Figure 7.

mTOR is a key mediator of TLR/MyD88-induced macrophage metabolic and functional reprogramming. (A) Western blotting of phosphorylated S6 kinase (p-S6) and total S6K (S6) on protein lysates from BMDMs treated for 24h with the TLR agonists (1 µg/mL for MPLA and CpG, 10 µg/mL for Poly I:C) compared to unstimulated negative controls (left).

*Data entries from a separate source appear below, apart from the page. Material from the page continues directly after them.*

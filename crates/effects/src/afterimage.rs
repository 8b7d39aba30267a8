//! Afterimage blend program: per-pixel decay between the accumulated frame
//! and the incoming frame.
//!
//! For each pixel, with `old` sampled from the accumulated buffer and `new`
//! from the incoming frame:
//!
//! ```text
//! falling    = |old| > |new| ? 1 : 0
//! dampening  = damp * falling
//! if abs(|old| - |new|) < cutoff { dampening = 1 - dampening }
//! out        = new * (1 - dampening) + old * dampening
//! ```
//!
//! Ties (`|old| == |new|`) count as "not falling". When the magnitudes are
//! within `cutoff` of each other the decision is inverted, which freezes the
//! old value and suppresses flicker in static regions. `cutoff = 0` disables
//! the freeze entirely.

use aft_common::color::{magnitude, mix};
use aft_common::{
    AfterimageConfig, Fragment, ParamDef, ParamType, ParamValue, ProgramSource, UniformDecl,
};

use crate::error::EffectError;
use crate::fullscreen::FULLSCREEN_VERTEX_WGSL;
use crate::params::{get_float, validate_params};
use crate::traits::Effect;

/// Registry name of the blend program.
pub const AFTERIMAGE: &str = "afterimage";

/// Uniform names, in binding order.
pub const CUTOFF: &str = "cutoff";
pub const DAMP: &str = "damp";
pub const T_OLD: &str = "tOld";
pub const T_NEW: &str = "tNew";

const FRAGMENT_WGSL: &str = r#"
struct Params {
    cutoff: f32,
    damp: f32,
};

@group(0) @binding(0) var<uniform> params: Params;
@group(0) @binding(1) var samp: sampler;
@group(0) @binding(2) var tOld: texture_2d<f32>;
@group(0) @binding(3) var tNew: texture_2d<f32>;

@fragment
fn fs_main(in: VertexOutput) -> @location(0) vec4<f32> {
    let texel_old = textureSample(tOld, samp, in.uv);
    let texel_new = textureSample(tNew, samp, in.uv);

    let old_len = length(texel_old);
    let new_len = length(texel_new);

    // step(old, new) is 1 when new >= old, so ties are not "falling".
    let falling = 1.0 - step(old_len, new_len);
    var dampening = params.damp * falling;

    if (abs(old_len - new_len) < params.cutoff) {
        dampening = 1.0 - dampening;
    }

    return mix(texel_new, texel_old, dampening);
}
"#;

/// Blend one pixel pair. CPU form of the fragment stage.
pub fn afterimage_mix(old: [f32; 4], new: [f32; 4], damp: f32, cutoff: f32) -> [f32; 4] {
    let old_len = magnitude(old);
    let new_len = magnitude(new);

    let falling = if old_len > new_len { 1.0 } else { 0.0 };
    let mut dampening = damp * falling;

    if (old_len - new_len).abs() < cutoff {
        dampening = 1.0 - dampening;
    }

    mix(new, old, dampening)
}

fn afterimage_fragment(frag: &dyn Fragment) -> [f32; 4] {
    afterimage_mix(
        frag.sample(T_OLD),
        frag.sample(T_NEW),
        frag.float(DAMP),
        frag.float(CUTOFF),
    )
}

fn param_defs() -> Vec<ParamDef> {
    vec![
        ParamDef {
            name: DAMP.to_string(),
            display_name: "Damping".to_string(),
            param_type: ParamType::Float { min: 0.0, max: 1.0 },
            default: ParamValue::Float(AfterimageConfig::DEFAULT_DAMP),
        },
        // Upper bound is the largest possible RGBA magnitude difference.
        ParamDef {
            name: CUTOFF.to_string(),
            display_name: "Cutoff".to_string(),
            param_type: ParamType::Float { min: 0.0, max: 2.0 },
            default: ParamValue::Float(AfterimageConfig::DEFAULT_CUTOFF),
        },
    ]
}

/// The afterimage (temporal trail) blend program.
pub struct AfterimageShader {
    params: Vec<ParamDef>,
}

impl AfterimageShader {
    pub fn new() -> Self {
        Self {
            params: param_defs(),
        }
    }

    /// Build a config from named overrides, falling back to the defaults.
    ///
    /// Every supplied value is validated against the parameter definitions.
    pub fn config_from_params(
        &self,
        params: &[(String, ParamValue)],
    ) -> Result<AfterimageConfig, EffectError> {
        validate_params(&self.params, params)?;
        Ok(AfterimageConfig::new(
            get_float(DAMP, params, &self.params),
            get_float(CUTOFF, params, &self.params),
        ))
    }
}

impl Default for AfterimageShader {
    fn default() -> Self {
        Self::new()
    }
}

impl Effect for AfterimageShader {
    fn name(&self) -> &str {
        AFTERIMAGE
    }

    fn display_name(&self) -> &str {
        "Afterimage"
    }

    fn param_defs(&self) -> &[ParamDef] {
        &self.params
    }

    fn program_source(&self) -> ProgramSource {
        ProgramSource {
            name: AFTERIMAGE.to_string(),
            vertex_wgsl: FULLSCREEN_VERTEX_WGSL,
            fragment_wgsl: FRAGMENT_WGSL,
            uniforms: vec![
                UniformDecl::f32(CUTOFF),
                UniformDecl::f32(DAMP),
                UniformDecl::texture(T_OLD),
                UniformDecl::texture(T_NEW),
            ],
            reference: Some(afterimage_fragment),
        }
    }
}
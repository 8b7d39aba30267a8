//! `aft-effects` — fullscreen shader programs and their registry.
//!
//! This crate provides:
//! - The [`Effect`] trait every program implements
//! - An [`EffectRegistry`] for by-name lookup
//! - Parameter validation and conversion helpers
//! - Two built-in programs:
//!   - **Afterimage**: per-pixel decay blend of the accumulated frame against
//!     the incoming frame ([`afterimage_mix`] is its CPU form)
//!   - **Copy**: pass-through sample with opacity
//!
//! Each program ships WGSL stages for GPU backends and a CPU reference
//! fragment that the software backend executes.

pub mod afterimage;
pub mod copy;
pub mod error;
pub mod fullscreen;
pub mod params;
pub mod registry;
pub mod traits;

// Re-export primary types at crate root.
pub use afterimage::{afterimage_mix, AfterimageShader, AFTERIMAGE};
pub use copy::{CopyShader, COPY};
pub use error::EffectError;
pub use params::{get_param_or_default, validate_params};
pub use registry::EffectRegistry;
pub use traits::Effect;
//! Runtime render backend selection.

use aft_common::config::BackendPreference;
use aft_common::{GpuError, RenderBackend, Resolution};
use tracing::{debug, info, warn};

use crate::software::SoftwareBackend;

/// Human-readable description of a backend preference.
pub fn describe_preference(pref: BackendPreference) -> &'static str {
    match pref {
        BackendPreference::Auto => "Auto (wgpu preferred, software fallback)",
        BackendPreference::Software => "Software rasterizer",
        BackendPreference::Wgpu => "Force wgpu",
    }
}

/// Create a backend with a screen surface of `screen` according to `pref`.
///
/// `Auto` falls back to the software rasterizer when wgpu is not compiled in
/// or no adapter is found. `Wgpu` fails in both cases.
pub fn create_backend(
    pref: BackendPreference,
    screen: Resolution,
) -> Result<Box<dyn RenderBackend>, GpuError> {
    let backend: Box<dyn RenderBackend> = match pref {
        BackendPreference::Software => Box::new(SoftwareBackend::new(screen)),
        BackendPreference::Wgpu => wgpu_backend(screen)?,
        BackendPreference::Auto => match wgpu_backend(screen) {
            Ok(backend) => backend,
            Err(err) => {
                // Without the feature compiled in, the fallback is expected.
                if cfg!(feature = "wgpu") {
                    warn!(error = %err, "wgpu unavailable, using software rasterizer");
                } else {
                    debug!(error = %err, "wgpu unavailable, using software rasterizer");
                }
                Box::new(SoftwareBackend::new(screen))
            }
        },
    };

    info!(
        preference = describe_preference(pref),
        backend = backend.name(),
        %screen,
        "Render backend ready"
    );
    Ok(backend)
}

#[cfg(feature = "wgpu")]
fn wgpu_backend(screen: Resolution) -> Result<Box<dyn RenderBackend>, GpuError> {
    Ok(Box::new(crate::webgpu::WgpuBackend::headless(screen)?))
}

#[cfg(not(feature = "wgpu"))]
fn wgpu_backend(_screen: Resolution) -> Result<Box<dyn RenderBackend>, GpuError> {
    Err(GpuError::DeviceInit(
        "built without the `wgpu` feature".into(),
    ))
}

#[cfg(test)]
mod tests {
    use super::*;
    use std::io;
    use std::sync::{Arc, Mutex};
    use tracing_subscriber::fmt::writer::MakeWriter;

    /// Collects formatted log output in memory.
    #[derive(Clone, Default)]
    struct CapturedLogs(Arc<Mutex<Vec<u8>>>);

    impl CapturedLogs {
        fn contents(&self) -> String {
            String::from_utf8(self.0.lock().unwrap().clone()).unwrap()
        }
    }

    impl io::Write for CapturedLogs {
        fn write(&mut self, buf: &[u8]) -> io::Result<usize> {
            self.0.lock().unwrap().extend_from_slice(buf);
            Ok(buf.len())
        }

        fn flush(&mut self) -> io::Result<()> {
            Ok(())
        }
    }

    impl<'a> MakeWriter<'a> for CapturedLogs {
        type Writer = CapturedLogs;

        fn make_writer(&'a self) -> Self::Writer {
            self.clone()
        }
    }

    fn with_captured_logs<T>(f: impl FnOnce() -> T) -> (T, String) {
        let logs = CapturedLogs::default();
        let subscriber = tracing_subscriber::fmt()
            .with_writer(logs.clone())
            .with_max_level(tracing::Level::DEBUG)
            .with_ansi(false)
            .finish();
        let out = tracing::subscriber::with_default(subscriber, f);
        (out, logs.contents())
    }

    #[test]
    fn software_preference_always_succeeds() {
        let backend = create_backend(BackendPreference::Software, Resolution::new(8, 4)).unwrap();
        assert_eq!(backend.name(), "software");
        assert_eq!(backend.screen_size(), Resolution::new(8, 4));
    }

    #[test]
    fn auto_yields_a_backend() {
        let backend = create_backend(BackendPreference::Auto, Resolution::new(2, 2)).unwrap();
        assert!(["software", "wgpu"].contains(&backend.name()));
    }

    #[test]
    fn ready_log_names_preference() {
        let (backend, logs) = with_captured_logs(|| {
            create_backend(BackendPreference::Software, Resolution::new(2, 2))
        });
        assert!(backend.is_ok());
        assert!(logs.contains("Render backend ready"));
        assert!(logs.contains(describe_preference(BackendPreference::Software)));
    }

    #[cfg(not(feature = "wgpu"))]
    #[test]
    fn auto_fallback_logs_reason_at_debug() {
        let (backend, logs) = with_captured_logs(|| {
            create_backend(BackendPreference::Auto, Resolution::new(4, 2))
        });
        let backend = backend.unwrap();
        assert_eq!(backend.name(), "software");
        assert_eq!(backend.screen_size(), Resolution::new(4, 2));

        let fallback = logs
            .lines()
            .find(|line| line.contains("using software rasterizer"))
            .expect("fallback was not logged");
        assert!(fallback.contains("DEBUG"));
        assert!(fallback.contains("built without the `wgpu` feature"));
    }

    #[cfg(not(feature = "wgpu"))]
    #[test]
    fn forced_wgpu_without_feature_fails() {
        let err = create_backend(BackendPreference::Wgpu, Resolution::new(2, 2))
            .err()
            .unwrap();
        assert!(matches!(err, GpuError::DeviceInit(_)));
    }

    #[test]
    fn descriptions_are_distinct() {
        assert_ne!(
            describe_preference(BackendPreference::Auto),
            describe_preference(BackendPreference::Software)
        );
    }
}
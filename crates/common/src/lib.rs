//! `aft-common` — Shared types, traits, and errors for the afterimage stage.
//!
//! This crate is the foundation that the effect, backend, and compositor
//! crates depend on. It defines the core abstractions:
//!
//! - **Types**: `Resolution`, `FrameNumber` (newtypes for safety)
//! - **Backend trait**: `RenderBackend`, `RenderTarget`, `TextureHandle`
//! - **Programs**: `ProgramSource`, `ProgramId`, `Uniforms`, `Fragment`
//! - **Parameters**: `ParamDef`, `ParamType`, `ParamValue`
//! - **Config**: `AfterimageConfig`, `BackendPreference`, `TargetDesc`
//! - **Errors**: `GpuError` (thiserror-based)

pub mod color;
pub mod config;
pub mod effect;
pub mod error;
pub mod gpu_traits;
pub mod program;
pub mod types;

// Re-export commonly used items at crate root
pub use color::FilterMode;
pub use config::{AfterimageConfig, BackendPreference, TargetDesc};
pub use effect::{ParamDef, ParamType, ParamValue};
pub use error::GpuError;
pub use gpu_traits::{RenderBackend, RenderTarget, TextureHandle};
pub use program::{
    Fragment, FragmentFn, ProgramId, ProgramSource, UniformDecl, UniformKind, UniformValue,
    Uniforms,
};
pub use types::{FrameNumber, Resolution};
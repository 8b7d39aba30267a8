//! The pipeline stage contract shared by every pass.

use aft_common::{RenderBackend, RenderTarget};

use crate::PassError;

/// Per-call flags supplied by the pipeline runner.
#[derive(Copy, Clone, Debug, Default, PartialEq, Eq)]
pub struct PassFlags {
    /// Clear the write target before drawing into it.
    pub clear: bool,
    /// Draw the final copy to the screen instead of the write target.
    pub render_to_screen: bool,
}

impl PassFlags {
    pub fn to_screen() -> Self {
        Self {
            clear: false,
            render_to_screen: true,
        }
    }
}

/// A stage in a post-processing chain.
///
/// `render` reads `read` (the previous stage's output) and writes either
/// into `write` or, when [`PassFlags::render_to_screen`] is set, into the
/// screen. Stages are interchangeable as long as they honor this contract.
pub trait Pass {
    /// Stable name used in logs.
    fn name(&self) -> &str;

    /// Disabled passes are skipped by the runner.
    fn enabled(&self) -> bool {
        true
    }

    /// Whether the runner swaps its read/write targets after this pass.
    fn needs_swap(&self) -> bool {
        true
    }

    /// Whether the write target is cleared before drawing into it.
    fn clear(&self) -> bool {
        false
    }

    /// Run the pass for one frame.
    fn render(
        &mut self,
        backend: &mut dyn RenderBackend,
        write: &RenderTarget,
        read: &RenderTarget,
        flags: PassFlags,
    ) -> Result<(), PassError>;

    /// Resize any targets the pass owns.
    fn set_size(
        &mut self,
        backend: &mut dyn RenderBackend,
        width: u32,
        height: u32,
    ) -> Result<(), PassError>;
}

Blots are representative of three repeated experiments which were quantified by densitometry analysis (right). (B-E) BMDMs were treated with 100 nM Rapamycin (R) or vehicle (V) 1h prior to the addition of TLR agonists which remained in culture until washed off 24h later and cells were rested for 3 days prior to assays. (B) Glycolysis stress test was performed using Seahorse Xfe96 which measured extracellular acidification rate (ECAR) for vehicle-treated (left) and rapamycin-treated (middle) BMDMs, and peak glycolysis was analyzed (right). (C) Mitochondrial stress test was performed under the same experimental parameters as glycolysis stress test, and oxygen consumption rate (OCR) is presented for vehicle-treated (left), rapamycin-treated (middle), and peak respiration was measured (right). (D) Mitochondrial content was assessed using MitoTracker Green staining. (E) Phagocytic capacity was indicated by fluorescence emitted upon phagocytosis of pHrodo-tagged S. aureus bioparticles and analyzed at peak activity. Data are shown as mean ± SEM, n = 2-3/group *p < 0.05, **p < 0.01, ***p < 0.001 by ANOVA followed by Dunnett’s post-hoc multiple comparison test.